The opossum is one of a kind—at least in that it’s Canada’s only marsupial. Cat-sized, but heavier and with shorter legs, opossums have paper-thin ears and a rat-like prehensile tail. Though opossums are more common in the southern U.S., they’ve been steadily moving north for years. Like raccoons, they’re well-adapted to urban environments. They eat almost anything, including, happily, a lot of pest critters: cockroaches, rats, mice, and, perhaps best of all, ticks.

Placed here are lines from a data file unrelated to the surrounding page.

//! Transport layer for Voltgrid.
//!
//! Provides the [`Transport`] and [`Connection`] traits that abstract the
//! server's network edge, plus the WebSocket implementation used in
//! production ([`WebSocketTransport`]). The rest of the system only sees
//! text frames going in and out; framing, upgrades, and socket errors
//! stay behind this boundary.

#![allow(async_fn_in_trait)]

mod error;
mod websocket;

pub use error::TransportError;
pub use websocket::{WebSocketConnection, WebSocketTransport, WS_PATH};

use std::fmt;

/// Opaque identifier for an accepted connection, used only for logging.
/// Player identity is a protocol-level concern.
#[derive(Debug, Clone, Copy, PartialEq, Eq, Hash)]
pub struct ConnectionId(u64);

impl ConnectionId {
    /// Creates a `ConnectionId` from a raw `u64`.
    pub fn new(id: u64) -> Self {
        Self(id)
    }

    /// Returns the underlying `u64` value.
    pub fn into_inner(self) -> u64 {
        self.0
    }
}

impl fmt::Display for ConnectionId {
    fn fmt(&self, f: &mut fmt::Formatter<'_>) -> fmt::Result {
        write!(f, "conn-{}", self.0)
    }
}

/// Accepts new incoming connections.
pub trait Transport: Send + 'static {
    /// The connection type produced by this transport.
    type Connection: Connection;
    /// The error type for transport operations.
    type Error: std::error::Error + Send + Sync;

    /// Waits for and accepts the next incoming connection.
    async fn accept(&mut self) -> Result<Self::Connection, Self::Error>;
}

/// A single bidirectional connection speaking text frames.
///
/// Implementations are cheap to clone so that one task can read while
/// another writes.
pub trait Connection: Clone + Send + Sync + 'static {
    /// The error type for connection operations.
    type Error: std::error::Error + Send + Sync;

    /// Sends one text frame to the remote peer.
    async fn send_text(&self, text: &str) -> Result<(), Self::Error>;

    /// Receives the next text frame from the remote peer.
    ///
    /// Returns `Ok(None)` when the connection is cleanly closed.
    async fn recv_text(&self) -> Result<Option<String>, Self::Error>;

    /// Closes the connection.
    async fn close(&self) -> Result<(), Self::Error>;

    /// Returns the unique identifier for this connection.
    fn id(&self) -> ConnectionId;
}
//! Error types for lobby requests.

use voltgrid_protocol::RoomId;

/// A precondition violation on a lobby request.
///
/// These are surfaced to the requesting connection as an ERROR envelope
/// carrying [`code`](LobbyError::code) and the display message; no state
/// is mutated.
#[derive(Debug, thiserror::Error)]
pub enum LobbyError {
    /// The player never completed a handshake.
    #[error("Player not registered.")]
    NotConnected,

    /// The room id is unknown.
    #[error("Room does not exist.")]
    RoomNotFound(RoomId),

    /// The room is at capacity.
    #[error("Room is full.")]
    RoomFull(RoomId),

    /// The player has no current room.
    #[error("You are not in a room.")]
    NotInRoom,

    /// Only the host may perform this operation.
    #[error("Only the host can start the game.")]
    NotHost,

    /// The room is below the minimum size for this operation.
    #[error("Need at least {needed} players to start.")]
    NotEnoughPlayers { needed: usize },
}

impl LobbyError {
    /// The stable machine-readable code carried in ERROR payloads.
    pub fn code(&self) -> &'static str {
        match self {
            LobbyError::NotConnected => "NOT_CONNECTED",
            LobbyError::RoomNotFound(_) => "ROOM_NOT_FOUND",
            LobbyError::RoomFull(_) => "ROOM_FULL",
            LobbyError::NotInRoom => "NOT_IN_ROOM",
            LobbyError::NotHost => "NOT_HOST",
            LobbyError::NotEnoughPlayers { .. } => "NOT_ENOUGH_PLAYERS",
        }
    }
}

#[cfg(test)]
mod tests {
    use super::*;

    #[test]
    fn test_codes_are_stable() {
        assert_eq!(LobbyError::NotConnected.code(), "NOT_CONNECTED");
        assert_eq!(
            LobbyError::RoomFull(RoomId("r".into())).code(),
            "ROOM_FULL"
        );
        assert_eq!(
            LobbyError::NotEnoughPlayers { needed: 2 }.code(),
            "NOT_ENOUGH_PLAYERS"
        );
    }

    #[test]
    fn test_messages_are_human_readable() {
        assert_eq!(
            LobbyError::NotHost.to_string(),
            "Only the host can start the game."
        );
        assert_eq!(
            LobbyError::NotEnoughPlayers { needed: 2 }.to_string(),
            "Need at least 2 players to start."
        );
    }
}
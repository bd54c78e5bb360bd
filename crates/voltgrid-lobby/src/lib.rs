//! Lobby layer for Voltgrid.
//!
//! One lobby actor per process owns the player registry, the joinable
//! room registry, and the player→room membership index, and spawns a
//! game session per started room.
//!
//! # Key types
//!
//! - [`spawn_lobby`] / [`LobbyHandle`]: start the actor and send
//!   commands to it
//! - [`LobbyCommand`]: everything a bridge can ask of the lobby
//! - [`LobbyRoom`] / [`Player`]: the registry model
//! - [`LobbyError`]: request precondition failures and their stable
//!   wire codes

mod error;
mod lobby;
mod room;

pub use error::LobbyError;
pub use lobby::{
    spawn_lobby, spawn_lobby_with, LobbyCommand, LobbyConfig, LobbyHandle,
    RulesFactory,
};
pub use room::{LobbyRoom, Player};
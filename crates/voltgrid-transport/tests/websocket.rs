//! Integration tests for the WebSocket transport.
//!
//! These spin up a real listener and a `tokio-tungstenite` client to verify
//! that text frames actually flow, the `/ws` path is enforced, and closes
//! are observed as `Ok(None)`.

use futures_util::{SinkExt, StreamExt};
use tokio_tungstenite::tungstenite::Message;
use voltgrid_transport::{Connection, Transport, WebSocketTransport, WS_PATH};

type ClientWs = tokio_tungstenite::WebSocketStream<
    tokio_tungstenite::MaybeTlsStream<tokio::net::TcpStream>,
>;

async fn connect_client(addr: std::net::SocketAddr, path: &str) -> ClientWs {
    let url = format!("ws://{addr}{path}");
    let (ws, _) = tokio_tungstenite::connect_async(&url)
        .await
        .expect("client should connect");
    ws
}

/// Binds on an ephemeral port and returns the transport plus its address.
async fn bind_ephemeral() -> (WebSocketTransport, std::net::SocketAddr) {
    let transport = WebSocketTransport::bind("127.0.0.1:0")
        .await
        .expect("should bind");
    let addr = transport.local_addr().expect("should have a local addr");
    (transport, addr)
}

#[tokio::test]
async fn test_accept_and_exchange_text() {
    let (mut transport, addr) = bind_ephemeral().await;

    let server = tokio::spawn(async move {
        transport.accept().await.expect("should accept")
    });
    let mut client = connect_client(addr, WS_PATH).await;
    let conn = server.await.expect("accept task should complete");

    assert!(conn.id().into_inner() > 0);

    // client → server
    client
        .send(Message::Text("hello server".into()))
        .await
        .expect("client send");
    let received = conn.recv_text().await.expect("server recv");
    assert_eq!(received.as_deref(), Some("hello server"));

    // server → client
    conn.send_text("hello client").await.expect("server send");
    let reply = client.next().await.expect("client should receive").unwrap();
    assert_eq!(reply, Message::Text("hello client".into()));
}

#[tokio::test]
async fn test_binary_utf8_frames_are_accepted() {
    let (mut transport, addr) = bind_ephemeral().await;

    let server = tokio::spawn(async move {
        transport.accept().await.expect("should accept")
    });
    let mut client = connect_client(addr, WS_PATH).await;
    let conn = server.await.expect("accept task should complete");

    client
        .send(Message::Binary(b"{\"type\":\"PING\"}".to_vec().into()))
        .await
        .expect("client send");
    let received = conn.recv_text().await.expect("server recv");
    assert_eq!(received.as_deref(), Some("{\"type\":\"PING\"}"));
}

#[tokio::test]
async fn test_wrong_path_is_rejected() {
    let (mut transport, addr) = bind_ephemeral().await;

    tokio::spawn(async move {
        // The upgrade fails server-side; accept returns an error.
        let _ = transport.accept().await;
    });

    let url = format!("ws://{addr}/definitely-not-ws");
    let result = tokio_tungstenite::connect_async(&url).await;
    assert!(result.is_err(), "upgrade off {WS_PATH} should be refused");
}

#[tokio::test]
async fn test_client_close_yields_none() {
    let (mut transport, addr) = bind_ephemeral().await;

    let server = tokio::spawn(async move {
        transport.accept().await.expect("should accept")
    });
    let mut client = connect_client(addr, WS_PATH).await;
    let conn = server.await.expect("accept task should complete");

    client.close(None).await.expect("client close");
    let received = conn.recv_text().await.expect("server recv");
    assert_eq!(received, None);
}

Yup, opossums, research has discovered, are a quiet potential weapon against Lyme disease, thanks to their voracious appetite for the ticks that feed on them. Though there’s no hard data showing what kind of impact opossums have on Lyme-carrying ticks, and the spread of the disease, they sure as heck can’t hurt. One opossum, in theory, can eat as many as 4,000 ticks in one week! Thanks for that, guys!

New research is helping us understand Lyme disease better.

Opossums begin life tiny and undeveloped. A female’s gestation period is a mere 13 days, after all. She can deliver up to 20 young, with each baby weighing less than a gram. The entire litter is small enough to fit into a teaspoon; after a few days, the babies are about the size of a dime. Baby opossums spend the first two months of life in Mom’s pouch, where they can nurse.

Opossum reproduction was mysterious and misunderstood for a long time. Scientists used to believe that females gave birth by sneezing the embryos out of their noses and into their pouches. Uh, sure. That’s…logical. Truth: the babies travel from the birth canal into the pouch, and stay there until they’re large enough to climb onto her back. By about five months, they’re weaned and old enough to be independent.

Do opossums really “play possum”? Yes—they’ll feign death if cornered, even in the middle of the road. So always brake or swerve for possums. We need them.